For the necklace 000, the sum is $3$ , so indeed 000 is similar to 000. In the illustration on the right, the sum is $-2$ , so the illustrated necklace is dissimilar to $000$ .

This works because if two necklaces are very similar, one can be obtained from the other by applying one of the following four replacements:

$000 \to 11, \quad 001 \to 10, \quad 100 \to 01, \quad 101 \to 00$ .

It's easy to verify for each of these four cases that if one necklace results in a multiple of $3$ , so does the other. (If we start the counting algorithm at the beginning of the three-pearl pattern, the first two replacements reduce the sum by $3$ , while the last two increase it by $3$ .) By induction, this shows that every necklace that is similar to 000 must also result in a multiple of $3$ .

Now we can easily solve the necklace problem. The necklace 011 results in the sum $1$ , so it is dissimilar to 000. Hence the the necklaces 000, 001 and 011 form a collection of dissimilar necklaces and we have seen before that there is no larger one because every other necklace is similar to one of these.

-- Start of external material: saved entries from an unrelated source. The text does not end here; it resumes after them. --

//! Persistent fragments and the units the reconciler moves around.
//!
//! A plain document fragment empties itself when inserted, which makes a
//! multi-root template impossible to move or remove later. [`Fragment`]
//! brackets its nodes between two empty comment markers and keeps the
//! original fragment node as a holder, so the range can always be found
//! again, moved as a whole, or pulled back out of the tree.

use crate::dom::{DomError, Handle};

/// A movable range of sibling nodes, delimited by marker comments.
#[derive(Debug, Clone)]
pub struct Fragment {
    start: Handle,
    end: Handle,
    holder: Handle,
}

impl Fragment {
    /// Brackets the children of the document fragment `content` with
    /// markers. `content` becomes the holder the range returns to when
    /// detached.
    pub fn new(content: Handle) -> Result<Self, DomError> {
        if !content.is_fragment() {
            return Err(DomError::HierarchyRequest {
                reason: "a persistent fragment needs a document fragment as holder",
            });
        }
        let document = content.document();
        let start = document.create_comment("");
        let end = document.create_comment("");
        content.insert_before(&start, content.first_child().as_ref())?;
        content.append_child(&end)?;
        Ok(Self {
            start,
            end,
            holder: content,
        })
    }

    pub fn first_boundary(&self) -> &Handle {
        &self.start
    }

    pub fn last_boundary(&self) -> &Handle {
        &self.end
    }

    /// Current parent of the range: the holder while detached.
    pub fn parent(&self) -> Option<Handle> {
        self.start.parent()
    }

    pub fn is_detached(&self) -> bool {
        self.parent().as_ref() == Some(&self.holder)
    }

    /// The markers and every node between them, in order.
    pub fn flatten_to_nodes(&self) -> Vec<Handle> {
        let Some(parent) = self.parent() else {
            return vec![self.start.clone()];
        };
        let siblings = parent.children();
        let start = siblings.iter().position(|node| node == &self.start);
        let end = siblings.iter().position(|node| node == &self.end);
        match (start, end) {
            (Some(start), Some(end)) if start <= end => siblings[start..=end].to_vec(),
            _ => vec![self.start.clone()],
        }
    }

    /// Moves the whole range under `parent`, before `reference`.
    pub fn insert_before(&self, parent: &Handle, reference: Option<&Handle>) -> Result<(), DomError> {
        let nodes = self.flatten_to_nodes();
        let reference = match reference {
            Some(reference) if nodes.contains(reference) => self.end.next_sibling(),
            other => other.cloned(),
        };
        for node in &nodes {
            parent.insert_before(node, reference.as_ref())?;
        }
        Ok(())
    }

    /// Pulls the range, markers included, back into the holder so it can
    /// be inserted again later.
    pub fn detach(&self) -> Result<(), DomError> {
        if self.is_detached() {
            return Ok(());
        }
        for node in self.flatten_to_nodes() {
            self.holder.append_child(&node)?;
        }
        Ok(())
    }

    /// Deletes everything between the markers. The markers stay.
    pub fn clear(&self) {
        let nodes = self.flatten_to_nodes();
        if nodes.len() > 2 {
            for node in &nodes[1..nodes.len() - 1] {
                node.remove();
            }
        }
    }

    /// Drops the range from wherever it is, markers included.
    pub fn remove(self) {
        for node in self.flatten_to_nodes() {
            node.remove();
        }
    }

    /// Puts `replacement` where the range starts, then drops the range.
    pub fn replace_with(self, replacement: &Handle) -> Result<(), DomError> {
        let parent = self.parent().ok_or(DomError::DetachedAnchor)?;
        parent.insert_before(replacement, Some(&self.start))?;
        self.remove();
        Ok(())
    }
}

/// What an instance renders to: one node, or a persistent fragment.
#[derive(Debug, Clone)]
pub enum Unit {
    Node(Handle),
    Fragment(Fragment),
}

impl Unit {
    /// First node in document order.
    pub fn first(&self) -> Handle {
        match self {
            Unit::Node(node) => node.clone(),
            Unit::Fragment(fragment) => fragment.first_boundary().clone(),
        }
    }

    /// Last node in document order.
    pub fn last(&self) -> Handle {
        match self {
            Unit::Node(node) => node.clone(),
            Unit::Fragment(fragment) => fragment.last_boundary().clone(),
        }
    }

    /// Every node the unit occupies.
    pub fn nodes(&self) -> Vec<Handle> {
        match self {
            Unit::Node(node) => vec![node.clone()],
            Unit::Fragment(fragment) => fragment.flatten_to_nodes(),
        }
    }

    pub fn parent(&self) -> Option<Handle> {
        self.first().parent()
    }

    /// Identity comparison.
    pub fn same(&self, other: &Unit) -> bool {
        self.first() == other.first()
    }

    pub fn insert_before(&self, parent: &Handle, reference: Option<&Handle>) -> Result<(), DomError> {
        match self {
            Unit::Node(node) => parent.insert_before(node, reference),
            Unit::Fragment(fragment) => fragment.insert_before(parent, reference),
        }
    }

    /// Takes the unit out of the tree. Fragments go back to their holder,
    /// so the unit stays reusable.
    pub fn remove(&self) -> Result<(), DomError> {
        match self {
            Unit::Node(node) => {
                node.remove();
                Ok(())
            }
            Unit::Fragment(fragment) => fragment.detach(),
        }
    }
}

#[cfg(test)]
mod tests {
    use super::*;
    use crate::dom::{Document, inner_html};

    fn pair(document: &Document) -> Fragment {
        let content = document.create_fragment();
        content.append_child(&document.create_element("dt")).unwrap();
        content.append_child(&document.create_element("dd")).unwrap();
        Fragment::new(content).unwrap()
    }

    #[test]
    fn test_new_requires_document_fragment() {
        let document = Document::new();
        let div = document.create_element("div");

        assert!(matches!(
            Fragment::new(div),
            Err(DomError::HierarchyRequest { .. })
        ));
    }

    #[test]
    fn test_markers_bracket_content() {
        let document = Document::new();
        let fragment = pair(&document);

        let nodes = fragment.flatten_to_nodes();
        assert_eq!(nodes.len(), 4);
        assert_eq!(&nodes[0], fragment.first_boundary());
        assert_eq!(&nodes[3], fragment.last_boundary());
        assert!(fragment.is_detached());
    }

    #[test]
    fn test_insert_detach_and_reinsert() {
        let document = Document::new();
        let fragment = pair(&document);
        let list = document.create_element("dl");
        let tail = document.create_element("p");
        list.append_child(&tail).unwrap();

        fragment.insert_before(&list, Some(&tail)).unwrap();
        assert_eq!(inner_html(&list), "<!----><dt></dt><dd></dd><!----><p></p>");
        assert!(!fragment.is_detached());

        fragment.detach().unwrap();
        assert_eq!(inner_html(&list), "<p></p>");
        assert!(fragment.is_detached());

        fragment.insert_before(&list, None).unwrap();
        assert_eq!(inner_html(&list), "<p></p><!----><dt></dt><dd></dd><!---->");
    }

    #[test]
    fn test_clear_keeps_markers() {
        let document = Document::new();
        let fragment = pair(&document);
        let list = document.create_element("dl");
        fragment.insert_before(&list, None).unwrap();

        fragment.clear();
        assert_eq!(inner_html(&list), "<!----><!---->");
    }

    #[test]
    fn test_replace_with_drops_range() {
        let document = Document::new();
        let fragment = pair(&document);
        let list = document.create_element("dl");
        fragment.insert_before(&list, None).unwrap();
        let replacement = document.create_text("gone");

        fragment.replace_with(&replacement).unwrap();
        assert_eq!(inner_html(&list), "gone");
    }

    #[test]
    fn test_units_compare_by_first_node() {
        let document = Document::new();
        let fragment = pair(&document);
        let a = Unit::Fragment(fragment.clone());
        let b = Unit::Fragment(fragment);
        let node = Unit::Node(document.create_text("x"));

        assert!(a.same(&b));
        assert!(!a.same(&node));
        assert_eq!(a.nodes().len(), 4);
    }
}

We can also solve the quadrilateral problem. If there was an even triangulation of a quadrilateral, then we could grow it from a single triangle. But then the necklace 0000, that corresponds to the even triangulation, was similar to 000, contradicting the fact that 0000 results in the sum $4$ , which is not a multiple of $3$ .

Just for curiosity, are there even triangulations of an arbitrary polygon with $k$ vertices? If $k$ is not a multiple of $3$ , the same argument shows that there cannot be such a triangulation. However, if $k$ is a multiple of $3$ , then the necklace calculus leaves open the possibility of such a triangulation. For example, 000000 is similar to 000, and evenly triangulated hexagons exist indeed.

Can you find an algorithm to construct even triangulations of $3k$ -polygons? And are you now able to explain the curious pattern for repetitious necklaces that I found in the data produced by my program?